▸ **What you need to do**:
From the entries below, gather each line containing the word "successful".
[[ Source records open ]]
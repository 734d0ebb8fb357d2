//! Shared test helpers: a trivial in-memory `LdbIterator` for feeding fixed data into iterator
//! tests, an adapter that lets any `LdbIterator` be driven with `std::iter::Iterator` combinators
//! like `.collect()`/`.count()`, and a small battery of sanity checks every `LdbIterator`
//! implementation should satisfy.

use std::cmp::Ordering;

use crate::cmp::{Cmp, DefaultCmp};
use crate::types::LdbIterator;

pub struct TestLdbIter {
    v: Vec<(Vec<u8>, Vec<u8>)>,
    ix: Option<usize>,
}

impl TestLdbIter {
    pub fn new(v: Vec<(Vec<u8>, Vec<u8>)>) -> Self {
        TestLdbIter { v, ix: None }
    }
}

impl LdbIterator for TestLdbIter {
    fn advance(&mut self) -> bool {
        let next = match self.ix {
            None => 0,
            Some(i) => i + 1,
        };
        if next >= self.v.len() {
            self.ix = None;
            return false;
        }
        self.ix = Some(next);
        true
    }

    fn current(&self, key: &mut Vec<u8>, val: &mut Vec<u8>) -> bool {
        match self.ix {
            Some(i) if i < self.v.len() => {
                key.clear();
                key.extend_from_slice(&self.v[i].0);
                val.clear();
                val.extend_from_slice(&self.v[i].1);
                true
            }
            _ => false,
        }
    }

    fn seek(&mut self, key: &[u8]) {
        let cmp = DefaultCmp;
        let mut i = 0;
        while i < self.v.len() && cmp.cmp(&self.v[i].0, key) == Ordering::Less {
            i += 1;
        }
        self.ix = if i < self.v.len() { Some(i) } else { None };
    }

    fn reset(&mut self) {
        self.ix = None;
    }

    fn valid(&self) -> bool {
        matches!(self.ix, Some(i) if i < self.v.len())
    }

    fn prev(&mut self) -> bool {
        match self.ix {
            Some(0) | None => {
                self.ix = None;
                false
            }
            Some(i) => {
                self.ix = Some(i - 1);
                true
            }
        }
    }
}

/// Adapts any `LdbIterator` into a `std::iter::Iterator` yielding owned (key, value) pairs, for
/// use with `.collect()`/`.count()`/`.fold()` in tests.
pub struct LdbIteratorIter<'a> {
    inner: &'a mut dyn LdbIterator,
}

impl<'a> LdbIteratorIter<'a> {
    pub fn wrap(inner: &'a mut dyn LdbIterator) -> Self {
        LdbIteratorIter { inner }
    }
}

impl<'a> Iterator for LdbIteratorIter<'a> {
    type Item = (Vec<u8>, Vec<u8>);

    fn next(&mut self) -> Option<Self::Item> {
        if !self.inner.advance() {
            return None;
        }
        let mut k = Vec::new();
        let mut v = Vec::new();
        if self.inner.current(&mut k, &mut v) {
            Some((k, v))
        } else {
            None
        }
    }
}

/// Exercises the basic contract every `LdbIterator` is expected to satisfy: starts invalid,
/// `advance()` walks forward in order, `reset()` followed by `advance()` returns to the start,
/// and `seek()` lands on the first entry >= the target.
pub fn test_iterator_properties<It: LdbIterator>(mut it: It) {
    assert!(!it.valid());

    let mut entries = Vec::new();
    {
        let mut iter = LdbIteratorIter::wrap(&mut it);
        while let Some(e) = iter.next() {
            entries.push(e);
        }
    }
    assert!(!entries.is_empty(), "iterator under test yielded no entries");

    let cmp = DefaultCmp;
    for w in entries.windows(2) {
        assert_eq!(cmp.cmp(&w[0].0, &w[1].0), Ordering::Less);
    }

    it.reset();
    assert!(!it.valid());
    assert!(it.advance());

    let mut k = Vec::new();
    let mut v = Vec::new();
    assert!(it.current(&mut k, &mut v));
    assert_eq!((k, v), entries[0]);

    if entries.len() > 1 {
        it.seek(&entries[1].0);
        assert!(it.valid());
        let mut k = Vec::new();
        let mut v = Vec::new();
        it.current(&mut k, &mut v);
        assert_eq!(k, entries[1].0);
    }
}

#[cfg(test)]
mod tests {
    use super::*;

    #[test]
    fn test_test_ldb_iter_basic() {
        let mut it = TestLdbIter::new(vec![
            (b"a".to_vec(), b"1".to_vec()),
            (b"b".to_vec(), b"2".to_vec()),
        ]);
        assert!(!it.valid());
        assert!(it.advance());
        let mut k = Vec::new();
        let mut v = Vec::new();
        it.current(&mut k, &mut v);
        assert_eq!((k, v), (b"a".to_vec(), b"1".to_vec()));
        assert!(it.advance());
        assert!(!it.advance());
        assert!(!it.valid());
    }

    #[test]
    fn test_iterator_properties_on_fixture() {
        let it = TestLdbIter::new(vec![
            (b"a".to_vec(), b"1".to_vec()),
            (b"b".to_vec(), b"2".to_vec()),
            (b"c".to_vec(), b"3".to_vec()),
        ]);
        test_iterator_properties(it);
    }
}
[[ Source records closed ]]
[[ Source records open ]]
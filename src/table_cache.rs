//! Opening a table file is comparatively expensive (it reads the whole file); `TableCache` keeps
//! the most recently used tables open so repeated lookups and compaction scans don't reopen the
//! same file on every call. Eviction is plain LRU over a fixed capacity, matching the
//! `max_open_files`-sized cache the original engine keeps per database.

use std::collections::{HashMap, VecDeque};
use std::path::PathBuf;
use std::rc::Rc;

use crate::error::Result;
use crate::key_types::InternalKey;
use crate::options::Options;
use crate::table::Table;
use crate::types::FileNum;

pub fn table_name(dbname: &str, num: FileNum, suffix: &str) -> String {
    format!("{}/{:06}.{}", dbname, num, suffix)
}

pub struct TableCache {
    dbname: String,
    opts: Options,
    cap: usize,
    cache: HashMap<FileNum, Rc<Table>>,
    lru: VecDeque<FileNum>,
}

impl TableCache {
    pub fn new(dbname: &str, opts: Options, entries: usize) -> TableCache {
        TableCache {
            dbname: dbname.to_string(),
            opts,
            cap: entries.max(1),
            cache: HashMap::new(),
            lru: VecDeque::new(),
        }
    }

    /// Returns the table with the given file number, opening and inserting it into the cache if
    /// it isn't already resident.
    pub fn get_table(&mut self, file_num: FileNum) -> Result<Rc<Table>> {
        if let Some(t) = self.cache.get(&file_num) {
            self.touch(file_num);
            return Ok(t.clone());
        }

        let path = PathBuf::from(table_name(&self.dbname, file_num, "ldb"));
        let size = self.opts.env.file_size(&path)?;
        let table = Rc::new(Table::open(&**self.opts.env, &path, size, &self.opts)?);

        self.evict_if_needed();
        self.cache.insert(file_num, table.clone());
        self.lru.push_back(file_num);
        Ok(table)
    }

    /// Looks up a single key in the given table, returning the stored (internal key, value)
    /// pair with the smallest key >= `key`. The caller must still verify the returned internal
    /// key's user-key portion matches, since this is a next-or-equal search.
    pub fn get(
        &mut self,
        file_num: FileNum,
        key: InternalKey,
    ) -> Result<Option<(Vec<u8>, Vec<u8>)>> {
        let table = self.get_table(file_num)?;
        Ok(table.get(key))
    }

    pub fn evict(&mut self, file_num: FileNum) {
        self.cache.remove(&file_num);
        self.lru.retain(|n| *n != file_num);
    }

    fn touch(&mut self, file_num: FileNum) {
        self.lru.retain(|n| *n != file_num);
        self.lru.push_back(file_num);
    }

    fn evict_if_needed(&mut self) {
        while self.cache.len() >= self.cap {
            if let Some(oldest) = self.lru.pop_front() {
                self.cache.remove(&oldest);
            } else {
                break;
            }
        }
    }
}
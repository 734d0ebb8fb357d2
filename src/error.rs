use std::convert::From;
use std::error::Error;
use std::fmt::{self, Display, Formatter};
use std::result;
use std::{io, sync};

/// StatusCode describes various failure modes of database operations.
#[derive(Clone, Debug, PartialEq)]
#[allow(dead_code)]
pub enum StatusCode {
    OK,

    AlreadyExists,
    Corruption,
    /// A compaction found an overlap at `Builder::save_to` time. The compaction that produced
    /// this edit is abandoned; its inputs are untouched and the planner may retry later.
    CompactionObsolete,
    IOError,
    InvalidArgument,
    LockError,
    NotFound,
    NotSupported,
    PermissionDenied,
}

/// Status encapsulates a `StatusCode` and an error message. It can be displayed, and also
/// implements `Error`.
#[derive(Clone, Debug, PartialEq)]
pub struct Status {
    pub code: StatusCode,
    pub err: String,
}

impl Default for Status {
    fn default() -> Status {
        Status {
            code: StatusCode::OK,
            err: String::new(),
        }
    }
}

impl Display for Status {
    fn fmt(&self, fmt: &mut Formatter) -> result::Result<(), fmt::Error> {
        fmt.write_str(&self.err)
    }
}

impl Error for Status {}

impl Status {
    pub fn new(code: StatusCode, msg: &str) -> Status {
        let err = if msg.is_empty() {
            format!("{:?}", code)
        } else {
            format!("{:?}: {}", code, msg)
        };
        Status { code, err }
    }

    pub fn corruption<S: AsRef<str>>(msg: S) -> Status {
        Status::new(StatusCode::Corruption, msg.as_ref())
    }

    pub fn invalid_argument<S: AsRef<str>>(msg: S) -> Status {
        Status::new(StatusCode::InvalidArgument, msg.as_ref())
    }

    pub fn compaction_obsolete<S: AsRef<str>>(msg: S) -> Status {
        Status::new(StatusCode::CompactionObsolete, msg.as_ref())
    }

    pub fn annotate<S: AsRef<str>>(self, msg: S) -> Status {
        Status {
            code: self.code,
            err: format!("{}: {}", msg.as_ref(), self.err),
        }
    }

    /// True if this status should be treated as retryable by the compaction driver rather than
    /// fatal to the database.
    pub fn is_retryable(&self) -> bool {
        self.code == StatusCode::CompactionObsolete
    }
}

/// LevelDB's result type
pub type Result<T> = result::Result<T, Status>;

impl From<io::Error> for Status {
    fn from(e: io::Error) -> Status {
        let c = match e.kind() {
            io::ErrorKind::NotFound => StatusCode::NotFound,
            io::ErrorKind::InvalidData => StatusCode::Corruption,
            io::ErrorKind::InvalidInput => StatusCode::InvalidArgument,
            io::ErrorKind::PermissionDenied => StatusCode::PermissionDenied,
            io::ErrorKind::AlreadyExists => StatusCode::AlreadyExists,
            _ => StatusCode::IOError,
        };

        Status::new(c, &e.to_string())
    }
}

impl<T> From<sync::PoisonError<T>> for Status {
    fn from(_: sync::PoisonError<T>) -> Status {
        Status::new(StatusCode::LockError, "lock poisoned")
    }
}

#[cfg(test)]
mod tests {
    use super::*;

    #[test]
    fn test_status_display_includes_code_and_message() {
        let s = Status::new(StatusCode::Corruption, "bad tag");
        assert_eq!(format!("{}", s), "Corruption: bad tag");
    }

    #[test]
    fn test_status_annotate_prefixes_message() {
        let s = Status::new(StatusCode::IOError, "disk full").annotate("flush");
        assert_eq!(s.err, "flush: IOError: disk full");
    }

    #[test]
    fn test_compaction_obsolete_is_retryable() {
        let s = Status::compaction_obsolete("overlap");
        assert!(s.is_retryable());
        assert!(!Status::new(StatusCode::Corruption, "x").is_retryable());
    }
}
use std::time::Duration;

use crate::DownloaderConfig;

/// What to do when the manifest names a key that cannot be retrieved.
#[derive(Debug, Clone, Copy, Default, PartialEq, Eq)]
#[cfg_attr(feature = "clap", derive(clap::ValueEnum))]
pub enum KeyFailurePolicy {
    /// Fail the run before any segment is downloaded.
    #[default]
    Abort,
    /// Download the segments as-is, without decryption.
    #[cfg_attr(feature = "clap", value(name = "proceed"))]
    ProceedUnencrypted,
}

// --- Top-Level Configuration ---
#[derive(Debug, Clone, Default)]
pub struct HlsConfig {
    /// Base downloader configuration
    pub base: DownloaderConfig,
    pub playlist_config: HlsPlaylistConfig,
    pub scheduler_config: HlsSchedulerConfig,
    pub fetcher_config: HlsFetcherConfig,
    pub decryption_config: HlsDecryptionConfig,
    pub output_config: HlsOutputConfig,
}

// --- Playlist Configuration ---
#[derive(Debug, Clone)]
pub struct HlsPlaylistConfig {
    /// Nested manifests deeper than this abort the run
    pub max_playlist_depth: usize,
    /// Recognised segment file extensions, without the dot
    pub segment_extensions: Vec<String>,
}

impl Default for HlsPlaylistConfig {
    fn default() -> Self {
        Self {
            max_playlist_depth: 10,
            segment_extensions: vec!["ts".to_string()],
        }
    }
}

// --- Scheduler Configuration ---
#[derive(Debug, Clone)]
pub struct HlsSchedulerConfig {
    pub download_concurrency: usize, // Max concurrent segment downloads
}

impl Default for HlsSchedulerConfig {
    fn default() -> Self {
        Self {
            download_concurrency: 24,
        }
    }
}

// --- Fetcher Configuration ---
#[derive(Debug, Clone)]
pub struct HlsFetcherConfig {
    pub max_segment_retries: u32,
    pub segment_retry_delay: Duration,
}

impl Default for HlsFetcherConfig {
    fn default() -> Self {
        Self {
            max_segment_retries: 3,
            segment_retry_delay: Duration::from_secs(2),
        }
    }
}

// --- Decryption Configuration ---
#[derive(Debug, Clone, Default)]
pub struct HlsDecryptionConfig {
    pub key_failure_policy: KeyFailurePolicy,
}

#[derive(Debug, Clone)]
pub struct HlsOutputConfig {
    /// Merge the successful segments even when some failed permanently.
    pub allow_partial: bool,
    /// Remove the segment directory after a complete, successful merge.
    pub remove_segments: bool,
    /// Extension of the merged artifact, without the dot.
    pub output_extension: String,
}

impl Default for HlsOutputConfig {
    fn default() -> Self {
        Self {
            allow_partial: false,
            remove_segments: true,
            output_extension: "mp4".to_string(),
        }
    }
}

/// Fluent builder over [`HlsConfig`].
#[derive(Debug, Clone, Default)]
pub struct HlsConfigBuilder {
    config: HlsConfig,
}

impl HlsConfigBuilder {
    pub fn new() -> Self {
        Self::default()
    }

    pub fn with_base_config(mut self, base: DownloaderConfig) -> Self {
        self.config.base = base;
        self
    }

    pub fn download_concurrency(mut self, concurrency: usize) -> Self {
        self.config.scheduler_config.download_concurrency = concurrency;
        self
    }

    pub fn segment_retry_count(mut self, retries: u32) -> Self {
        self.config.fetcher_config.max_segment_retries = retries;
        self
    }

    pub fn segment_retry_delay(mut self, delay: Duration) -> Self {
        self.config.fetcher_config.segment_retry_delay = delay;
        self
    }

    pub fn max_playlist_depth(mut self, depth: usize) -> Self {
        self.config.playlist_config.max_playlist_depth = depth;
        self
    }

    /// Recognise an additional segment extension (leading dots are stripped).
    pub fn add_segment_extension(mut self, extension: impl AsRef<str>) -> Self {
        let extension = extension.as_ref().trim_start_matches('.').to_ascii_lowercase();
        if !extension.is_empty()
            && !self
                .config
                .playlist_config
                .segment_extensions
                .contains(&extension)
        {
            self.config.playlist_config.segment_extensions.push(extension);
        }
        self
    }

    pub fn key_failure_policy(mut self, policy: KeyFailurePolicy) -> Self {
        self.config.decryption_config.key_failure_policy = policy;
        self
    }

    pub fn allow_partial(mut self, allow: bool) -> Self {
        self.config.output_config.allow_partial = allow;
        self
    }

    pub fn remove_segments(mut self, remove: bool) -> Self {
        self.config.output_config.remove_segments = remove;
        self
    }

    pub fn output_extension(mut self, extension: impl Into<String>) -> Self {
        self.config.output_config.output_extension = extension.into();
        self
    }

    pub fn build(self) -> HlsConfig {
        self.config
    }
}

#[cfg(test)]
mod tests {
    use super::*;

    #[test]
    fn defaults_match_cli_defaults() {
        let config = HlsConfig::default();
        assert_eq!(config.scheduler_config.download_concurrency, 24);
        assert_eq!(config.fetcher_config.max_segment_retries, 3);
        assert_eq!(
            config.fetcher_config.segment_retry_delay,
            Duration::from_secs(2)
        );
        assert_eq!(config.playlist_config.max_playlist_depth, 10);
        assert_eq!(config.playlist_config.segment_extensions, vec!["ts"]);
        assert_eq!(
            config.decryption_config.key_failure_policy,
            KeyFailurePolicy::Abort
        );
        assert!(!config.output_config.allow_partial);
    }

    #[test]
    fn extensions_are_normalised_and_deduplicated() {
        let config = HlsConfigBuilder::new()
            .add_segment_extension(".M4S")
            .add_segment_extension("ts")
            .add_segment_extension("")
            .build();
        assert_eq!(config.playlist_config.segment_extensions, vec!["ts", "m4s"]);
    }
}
[[ Source records closed ]]
▸ **The completed task**:
    /// Merge the successful segments even when some failed permanently.
    /// Remove the segment directory after a complete, successful merge.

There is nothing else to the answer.